Dataset below:
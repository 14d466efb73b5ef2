// storefront/src/web/handlers/catalog_handlers.rs

use actix_web::{web, HttpResponse};
use serde::Deserialize;
use serde_json::json;
use tracing::{info, instrument, warn};
use uuid::Uuid;

use crate::errors::AppError;
use crate::models::job_account::{JobAccountView, JobFilter};
use crate::state::AppState;
use crate::validation;

#[derive(Deserialize, Debug, Default)]
pub struct ListJobsQuery {
  pub category: Option<Uuid>,
  pub search: Option<String>,
  /// Only listings flagged available; defaults to every listing.
  pub available: Option<bool>,
}

#[instrument(name = "handler::list_categories", skip(app_state))]
pub async fn list_categories_handler(app_state: web::Data<AppState>) -> Result<HttpResponse, AppError> {
  let categories = app_state.store.list_categories().await?;
  info!(count = categories.len(), "Categories fetched.");
  Ok(HttpResponse::Ok().json(json!({ "success": true, "categories": categories })))
}

#[instrument(name = "handler::list_jobs", skip(app_state, query))]
pub async fn list_jobs_handler(
  app_state: web::Data<AppState>,
  query: web::Query<ListJobsQuery>,
) -> Result<HttpResponse, AppError> {
  let query = query.into_inner();
  let search = match query.search.as_deref() {
    Some(raw) => Some(validation::search_query(raw)?).filter(|s| !s.is_empty()),
    None => None,
  };
  let filter = JobFilter {
    category_id: query.category,
    search,
    available_only: query.available.unwrap_or(false),
  };

  let jobs: Vec<JobAccountView> = app_state
    .store
    .list_job_accounts(&filter)
    .await?
    .into_iter()
    .map(JobAccountView::from)
    .collect();
  info!(count = jobs.len(), "Job accounts fetched.");
  Ok(HttpResponse::Ok().json(json!({ "success": true, "jobs": jobs })))
}

#[instrument(name = "handler::get_job", skip(app_state, path), fields(job_id = %path.as_ref()))]
pub async fn get_job_handler(app_state: web::Data<AppState>, path: web::Path<Uuid>) -> Result<HttpResponse, AppError> {
  let job_id = path.into_inner();
  match app_state.store.get_job_account(job_id).await? {
    Some(job) => Ok(HttpResponse::Ok().json(json!({ "success": true, "job": JobAccountView::from(job) }))),
    None => {
      warn!(%job_id, "Job account not found.");
      Err(AppError::NotFound("Job account not found".to_string()))
    }
  }
}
End of Dataset.
§ Work request: Output an identical copy of every record above.

§ Output of the exercise:
repository 14d466efb73b5ef2
// storefront/src/web/handlers/catalog_handlers.rs

use actix_web::{web, HttpResponse};
use serde::Deserialize;
use serde_json::json;
use tracing::{info, instrument, warn};
use uuid::Uuid;

use crate::errors::AppError;
use crate::models::job_account::{JobAccountView, JobFilter};
use crate::state::AppState;
use crate::validation;

#[derive(Deserialize, Debug, Default)]
pub struct ListJobsQuery {
  pub category: Option<Uuid>,
  pub search: Option<String>,
  /// Only listings flagged available; defaults to every listing.
  pub available: Option<bool>,
}

#[instrument(name = "handler::list_categories", skip(app_state))]
pub async fn list_categories_handler(app_state: web::Data<AppState>) -> Result<HttpResponse, AppError> {
  let categories = app_state.store.list_categories().await?;
  info!(count = categories.len(), "Categories fetched.");
  Ok(HttpResponse::Ok().json(json!({ "success": true, "categories": categories })))
}

#[instrument(name = "handler::list_jobs", skip(app_state, query))]
pub async fn list_jobs_handler(
  app_state: web::Data<AppState>,
  query: web::Query<ListJobsQuery>,
) -> Result<HttpResponse, AppError> {
  let query = query.into_inner();
  let search = match query.search.as_deref() {
    Some(raw) => Some(validation::search_query(raw)?).filter(|s| !s.is_empty()),
    None => None,
  };
  let filter = JobFilter {
    category_id: query.category,
    search,
    available_only: query.available.unwrap_or(false),
  };

  let jobs: Vec<JobAccountView> = app_state
    .store
    .list_job_accounts(&filter)
    .await?
    .into_iter()
    .map(JobAccountView::from)
    .collect();
  info!(count = jobs.len(), "Job accounts fetched.");
  Ok(HttpResponse::Ok().json(json!({ "success": true, "jobs": jobs })))
}

#[instrument(name = "handler::get_job", skip(app_state, path), fields(job_id = %path.as_ref()))]
pub async fn get_job_handler(app_state: web::Data<AppState>, path: web::Path<Uuid>) -> Result<HttpResponse, AppError> {
  let job_id = path.into_inner();
  match app_state.store.get_job_account(job_id).await? {
    Some(job) => Ok(HttpResponse::Ok().json(json!({ "success": true, "job": JobAccountView::from(job) }))),
    None => {
      warn!(%job_id, "Job account not found.");
      Err(AppError::NotFound("Job account not found".to_string()))
    }
  }
}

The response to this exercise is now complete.